When the same example flips

Same domain, different question: “I had a problem with this order. Can you figure out what went wrong and fix it?”

Now the workflow is not enumerable. Was it a payment issue, a shipping issue, a product defect, a fraud flag, an integration failure with a partner system? Each requires a different sequence of investigation steps. The agent earns its place: it can call diagnostic tools in the order that makes sense based on what each one returns.

The lesson: the same domain can have pipeline-shaped workflows and agent-shaped workflows. Pick per workflow, not per product.

What we install on engagements

When we walk into an AI integration audit, the first question we ask about each LLM-driven feature is “can you write down the steps in advance”. For roughly two-thirds of the features we audit, the answer is yes; the team had built an agent because it sounded modern. We refactor those to pipelines. The cost drops, the latency drops, the support team stops complaining about inconsistency.
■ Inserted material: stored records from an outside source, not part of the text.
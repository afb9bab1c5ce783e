//! Selection, hover and expansion state machine behind the domain events.

use crate::fetch::{ExpansionReply, ExpansionRequest, NeighbourFetcher};
use crate::visualization::Visualization;
use crossbeam_channel::{Receiver, Sender, unbounded};
use graphlens_core::{NodeId, RelationshipId};
use graphlens_events::{
    EventBus, GraphEvent, InteractionEvent, LegendItem, MenuAction, NodeItem, RelationshipItem,
    SelectedItem,
};
use graphlens_graph::{Node, Relationship, graph_stats};
use std::collections::HashSet;

fn node_item(node: &Node) -> SelectedItem {
    SelectedItem::Node(NodeItem {
        id: node.id().clone(),
        labels: node.labels.clone(),
        properties: node.property_list(),
    })
}

fn relationship_item(rel: &Relationship) -> SelectedItem {
    SelectedItem::Relationship(RelationshipItem {
        id: rel.id().clone(),
        rel_type: rel.rel_type.clone(),
        properties: rel.property_list(),
    })
}

pub struct GraphEventHandler {
    bus: EventBus,
    fetcher: Box<dyn NeighbourFetcher>,
    reply_tx: Sender<ExpansionReply>,
    reply_rx: Receiver<ExpansionReply>,
    /// Nodes with an expansion in flight.
    pending: HashSet<NodeId>,
    selected_item: SelectedItem,
    hovered_item: SelectedItem,
    max_neighbours: usize,
    auto_complete: bool,
}

impl GraphEventHandler {
    pub fn new(bus: EventBus, fetcher: Box<dyn NeighbourFetcher>, max_neighbours: usize) -> Self {
        let (reply_tx, reply_rx) = unbounded();
        Self {
            bus,
            fetcher,
            reply_tx,
            reply_rx,
            pending: HashSet::new(),
            selected_item: SelectedItem::None,
            hovered_item: SelectedItem::None,
            max_neighbours,
            auto_complete: true,
        }
    }

    pub fn selected_item(&self) -> &SelectedItem {
        &self.selected_item
    }

    pub fn hovered_item(&self) -> &SelectedItem {
        &self.hovered_item
    }

    pub fn is_expanding(&self, id: &NodeId) -> bool {
        self.pending.contains(id)
    }

    pub fn set_auto_complete(&mut self, enabled: bool) {
        self.auto_complete = enabled;
    }

    pub fn handle(&mut self, vis: &mut Visualization, event: InteractionEvent) {
        tracing::debug!("Handling {:?}", event);
        match event {
            InteractionEvent::NodeClicked(id) => self.node_clicked(vis, &id),
            InteractionEvent::NodeDblClicked(id) => self.node_dbl_clicked(vis, &id),
            InteractionEvent::NodeMouseOver(id) => self.node_mouse_over(vis, &id),
            InteractionEvent::NodeMouseOut(_) => self.mouse_out(),
            InteractionEvent::RelationshipClicked(id) => self.relationship_clicked(vis, &id),
            InteractionEvent::RelMouseOver(id) => self.rel_mouse_over(vis, &id),
            InteractionEvent::RelMouseOut(_) => self.mouse_out(),
            InteractionEvent::CanvasClicked => self.deselect_item(vis),
            InteractionEvent::NodeUnlock(id) => self.node_unlock(vis, &id),
            InteractionEvent::NodeClose(id) => self.node_close(vis, &id),
            InteractionEvent::MenuItemMouseOver { node_id, action } => {
                self.menu_item_mouse_over(vis, node_id, action)
            }
            InteractionEvent::MenuItemMouseOut { .. } => {
                vis.set_hovered_menu_item(None);
                self.mouse_out();
            }
        }
    }

    fn select(&mut self, item: SelectedItem) {
        self.selected_item = item.clone();
        self.bus.publish(GraphEvent::ItemSelected(item));
    }

    fn hover(&mut self, item: SelectedItem) {
        self.hovered_item = item.clone();
        self.bus.publish(GraphEvent::ItemHovered(item));
    }

    /// Toggle selection of a node.
    pub fn node_clicked(&mut self, vis: &mut Visualization, id: &NodeId) {
        let Some(already) = vis.model().find_node(id).map(|node| node.selected) else {
            tracing::warn!("Click on unknown node {}", id);
            return;
        };
        if already {
            self.deselect_item(vis);
            return;
        }
        vis.model_mut().clear_selection();
        let Some(node) = vis.model_mut().find_node_mut(id) else {
            return;
        };
        node.selected = true;
        let item = node_item(node);
        self.select(item);
        vis.refresh();
    }

    pub fn relationship_clicked(&mut self, vis: &mut Visualization, id: &RelationshipId) {
        let Some(already) = vis.model().find_relationship(id).map(|rel| rel.selected) else {
            tracing::warn!("Click on unknown relationship {}", id);
            return;
        };
        if already {
            self.deselect_item(vis);
            return;
        }
        vis.model_mut().clear_selection();
        let Some(rel) = vis.model_mut().find_relationship_mut(id) else {
            return;
        };
        rel.selected = true;
        let item = relationship_item(rel);
        self.select(item);
        vis.refresh();
    }

    /// Clear the selection and show the canvas summary.
    pub fn deselect_item(&mut self, vis: &mut Visualization) {
        vis.model_mut().clear_selection();
        self.select(SelectedItem::CanvasSummary {
            node_count: vis.model().node_count(),
            relationship_count: vis.model().relationship_count(),
        });
        vis.refresh();
    }

    /// Collapse an expanded node, otherwise request its neighbours.
    pub fn node_dbl_clicked(&mut self, vis: &mut Visualization, id: &NodeId) {
        let Some(expanded) = vis.model().find_node(id).map(|node| node.expanded) else {
            tracing::warn!("Double click on unknown node {}", id);
            return;
        };

        if expanded {
            self.pending.remove(id);
            let removed = vis.model_mut().collapse_node(id);
            if let Some(node) = vis.model_mut().find_node_mut(id) {
                node.expanded = false;
            }
            tracing::debug!("Collapsed {}: removed {} nodes", id, removed.len());
            vis.graph_changed();
            self.graph_model_changed(vis);
            return;
        }

        if self.pending.contains(id) {
            tracing::debug!("Expansion of {} already in flight", id);
            return;
        }
        if let Some(node) = vis.model_mut().find_node_mut(id) {
            node.expanded = true;
        }
        self.pending.insert(id.clone());

        let request = ExpansionRequest {
            node_id: id.clone(),
            known_neighbours: vis.model().find_node_neighbour_ids(id),
            visible: vis
                .model()
                .nodes()
                .iter()
                .map(|node| node.id().clone())
                .collect(),
            limit: self.max_neighbours,
        };
        self.bus.publish(GraphEvent::ExpansionRequested {
            node_id: id.clone(),
        });
        self.fetcher.fetch(request, self.reply_tx.clone());
        self.poll_expansions(vis);
    }

    /// Apply every expansion reply received so far. Returns how many were applied.
    pub fn poll_expansions(&mut self, vis: &mut Visualization) -> usize {
        let mut applied = 0;
        while let Ok(reply) = self.reply_rx.try_recv() {
            if self.complete_expansion(vis, reply) {
                applied += 1;
            }
        }
        applied
    }

    fn complete_expansion(&mut self, vis: &mut Visualization, reply: ExpansionReply) -> bool {
        let id = reply.node_id;
        if !self.pending.remove(&id) {
            tracing::debug!("Discarding expansion reply for {}: not pending", id);
            return false;
        }
        let still_expanded = vis
            .model()
            .find_node(&id)
            .is_some_and(|node| node.expanded);
        if !still_expanded {
            tracing::debug!("Discarding stale expansion reply for {}", id);
            return false;
        }

        let hood = match reply.outcome {
            Ok(hood) => hood,
            Err(e) => {
                tracing::warn!("Expansion of {} failed: {}", id, e);
                self.bus.publish(GraphEvent::ExpansionCompleted {
                    node_id: id,
                    added_nodes: 0,
                });
                vis.refresh();
                return true;
            }
        };

        if hood.count > self.max_neighbours {
            self.status_message(format!(
                "Showing {} of {} neighbours of node {}",
                hood.nodes.len().min(self.max_neighbours),
                hood.count,
                id
            ));
        }

        let model = vis.model_mut();
        let added = model.add_expanded_nodes(&id, hood.nodes.iter().map(Node::from_raw));
        let (explicit, internal): (Vec<Relationship>, Vec<Relationship>) = model
            .map_relationships(&hood.relationships)
            .into_iter()
            .partition(|rel| rel.touches(&id));
        model.add_relationships(explicit);
        if self.auto_complete {
            model.add_internal_relationships(internal);
        }

        vis.graph_changed();
        self.graph_model_changed(vis);
        self.bus.publish(GraphEvent::ExpansionCompleted {
            node_id: id,
            added_nodes: added,
        });
        true
    }

    /// Remove a node and everything attached to it from the view.
    pub fn node_close(&mut self, vis: &mut Visualization, id: &NodeId) {
        self.pending.remove(id);
        let model = vis.model_mut();
        model.remove_connected_relationships(id);
        if model.remove_node(id).is_none() {
            tracing::warn!("Close on unknown node {}", id);
            return;
        }
        self.deselect_item(vis);
        vis.graph_changed();
        self.graph_model_changed(vis);
    }

    pub fn node_unlock(&mut self, vis: &mut Visualization, id: &NodeId) {
        vis.unlock(id);
        self.deselect_item(vis);
    }

    fn node_mouse_over(&mut self, vis: &Visualization, id: &NodeId) {
        if let Some(node) = vis.model().find_node(id) {
            self.hover(node_item(node));
        }
    }

    fn rel_mouse_over(&mut self, vis: &Visualization, id: &RelationshipId) {
        if let Some(rel) = vis.model().find_relationship(id) {
            self.hover(relationship_item(rel));
        }
    }

    fn mouse_out(&mut self) {
        self.hover(SelectedItem::None);
    }

    fn menu_item_mouse_over(&mut self, vis: &mut Visualization, node_id: NodeId, action: MenuAction) {
        vis.set_hovered_menu_item(Some((node_id.clone(), action)));
        self.hover(SelectedItem::ContextMenuItem {
            node_id,
            action,
            label: action.label().to_string(),
            content: action.description().to_string(),
        });
    }

    pub fn legend_item_selected(&mut self, item: LegendItem) {
        self.select(SelectedItem::Legend(item));
    }

    pub fn status_message(&mut self, message: impl Into<String>) {
        self.select(SelectedItem::StatusMessage(message.into()));
    }

    /// Push fresh label and type histograms to the host.
    pub fn graph_model_changed(&self, vis: &Visualization) {
        self.bus
            .publish(GraphEvent::GraphModelChanged(graph_stats(vis.model())));
    }
}

#[cfg(test)]
mod tests {
    use super::*;
    use crate::fetch::InMemoryFetcher;
    use crate::settings::VisualizationSettings;
    use graphlens_core::{NeighbourFetchError, QueryResult, RawNode, RawRelationship};

    fn fixture() -> (GraphEventHandler, Visualization, EventBus) {
        let source = QueryResult {
            nodes: vec![
                RawNode::new("a", &["Person"]),
                RawNode::new("b", &["Person"]),
                RawNode::new("c", &["City"]),
            ],
            relationships: vec![
                RawRelationship::new("ab", "a", "b", "KNOWS"),
                RawRelationship::new("bc", "b", "c", "LIVES_IN"),
            ],
        };
        let bus = EventBus::new();
        let handler = GraphEventHandler::new(bus.clone(), Box::new(InMemoryFetcher::new(source)), 10);
        let mut vis = Visualization::new(&VisualizationSettings::default(), 800.0, 600.0);
        vis.model_mut()
            .add_nodes([Node::from_raw(&RawNode::new("a", &["Person"]))]);
        vis.graph_changed();
        (handler, vis, bus)
    }

    #[test]
    fn test_expansion_adds_unseen_neighbours() {
        let (mut handler, mut vis, bus) = fixture();
        handler.node_dbl_clicked(&mut vis, &NodeId::from("a"));

        assert_eq!(vis.model().node_count(), 2);
        assert_eq!(vis.model().relationship_count(), 1);
        assert!(!handler.is_expanding(&NodeId::from("a")));
        let events = bus.drain();
        assert!(events.contains(&GraphEvent::ExpansionRequested {
            node_id: NodeId::from("a")
        }));
        assert!(events.contains(&GraphEvent::ExpansionCompleted {
            node_id: NodeId::from("a"),
            added_nodes: 1
        }));
    }

    #[test]
    fn test_reply_after_collapse_is_discarded() {
        let (mut handler, mut vis, _bus) = fixture();
        let id = NodeId::from("a");
        vis.model_mut().find_node_mut(&id).unwrap().expanded = true;
        handler.pending.insert(id.clone());
        handler.node_dbl_clicked(&mut vis, &id);
        assert!(!handler.is_expanding(&id));

        handler
            .reply_tx
            .send(ExpansionReply {
                node_id: id.clone(),
                outcome: Err(NeighbourFetchError::Disconnected),
            })
            .unwrap();
        assert_eq!(handler.poll_expansions(&mut vis), 0);
        assert!(!vis.model().find_node(&id).unwrap().expanded);
    }

    #[test]
    fn test_unlock_releases_and_deselects() {
        let (mut handler, mut vis, _bus) = fixture();
        let id = NodeId::from("a");
        handler.node_clicked(&mut vis, &id);
        vis.model_mut().find_node_mut(&id).unwrap().fixed = true;
        handler.node_unlock(&mut vis, &id);
        let node = vis.model().find_node(&id).unwrap();
        assert!(!node.fixed && !node.selected);
        assert!(matches!(
            handler.selected_item(),
            SelectedItem::CanvasSummary { node_count: 1, .. }
        ));
    }

    #[test]
    fn test_menu_hover_describes_action() {
        let (mut handler, mut vis, _bus) = fixture();
        handler.handle(
            &mut vis,
            InteractionEvent::MenuItemMouseOver {
                node_id: NodeId::from("a"),
                action: MenuAction::Dismiss,
            },
        );
        match handler.hovered_item() {
            SelectedItem::ContextMenuItem { label, .. } => assert_eq!(label, "Dismiss"),
            other => panic!("Expected context menu item, got {:?}", other),
        }
        handler.handle(
            &mut vis,
            InteractionEvent::MenuItemMouseOut {
                node_id: NodeId::from("a"),
                action: MenuAction::Dismiss,
            },
        );
        assert_eq!(handler.hovered_item(), &SelectedItem::None);
    }
}
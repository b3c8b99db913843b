// Sitemap generation pipeline: walk, order, render, write

use crate::config::Config;
use crate::error::Result;
use crate::output::{render_sitemap, SitemapWriter};
use crate::routes::{sort_routes, RouteDescriptor, RouteWalker};
use chrono::{DateTime, Utc};
use std::path::PathBuf;
use tracing::info;

/// Orchestrates one sitemap build from a validated [`Config`]
pub struct SitemapGenerator {
    config: Config,
}

impl SitemapGenerator {
    pub fn new(config: Config) -> Self {
        Self { config }
    }

    /// Discover and order every publishable route in the content directory
    pub fn discover(&self) -> Result<Vec<RouteDescriptor>> {
        let content_dir = &self.config.content.directory;
        info!("Scanning {}", content_dir.display());

        let walker = RouteWalker::new(&self.config.content);
        let mut routes = walker.walk(content_dir, "")?;
        sort_routes(&mut routes);

        info!("Found {} pages", routes.len());
        Ok(routes)
    }

    pub fn render(&self, routes: &[RouteDescriptor], generated_at: DateTime<Utc>) -> String {
        render_sitemap(routes, &self.config.site.base_url, generated_at)
    }

    /// Build the document without touching the output file
    pub fn preview_at(&self, generated_at: DateTime<Utc>) -> Result<String> {
        let routes = self.discover()?;
        Ok(self.render(&routes, generated_at))
    }

    /// Run the full pipeline stamped with the current time
    pub fn generate(&self) -> Result<GenerationReport> {
        self.generate_at(Utc::now())
    }

    /// Run the full pipeline with an explicit `lastmod` timestamp.
    ///
    /// The content tree is fully walked before the output is opened, so a
    /// walk failure leaves any previous sitemap untouched.
    pub fn generate_at(&self, generated_at: DateTime<Utc>) -> Result<GenerationReport> {
        let routes = self.discover()?;
        let document = self.render(&routes, generated_at);

        let writer = SitemapWriter::new(&self.config.output.file);
        writer.write(&document)?;

        info!("Sitemap written to {}", writer.output_file().display());

        Ok(GenerationReport {
            content_dir: self.config.content.directory.clone(),
            pages_found: routes.len(),
            output_file: writer.output_file().to_path_buf(),
        })
    }

    pub fn config(&self) -> &Config {
        &self.config
    }
}

/// Report of what was generated
#[derive(Debug, Clone, PartialEq)]
pub struct GenerationReport {
    pub content_dir: PathBuf,
    pub pages_found: usize,
    pub output_file: PathBuf,
}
For the remaining third, the agent shape is justified. We then make sure the agent has the structural properties it needs: typed handoffs to other agents, deliberate memory architecture, observability on every loop iteration, a hard cap on iterations, and a verifier on outputs that affect state.

The right architecture is not the most modern one. It is the one that meets the requirement at the lowest cost in money, latency and operational pain. For most LLM features in production, that is a pipeline.

Frequently asked

Questions teams ask

What if I'm not sure whether my problem is agent-shaped?

Default to pipeline. Build the deterministic version first, identify the specific places where the deterministic path fails (the inputs that the pipeline cannot route), and consider an agent only for those residual cases.

Are LLMs only useful in agentic systems?

No. An LLM in a pipeline is a powerful tool: it can summarise, classify, extract or generate at a specific step. The LLM is not less useful in a pipeline; it just has a defined role instead of an open-ended one.

When does an agent actually beat a pipeline?

When the problem space cannot be enumerated. Open-ended research, debugging an unknown system, navigating an unfamiliar API. If you can list the possible inputs and the right action for each, a pipeline wins.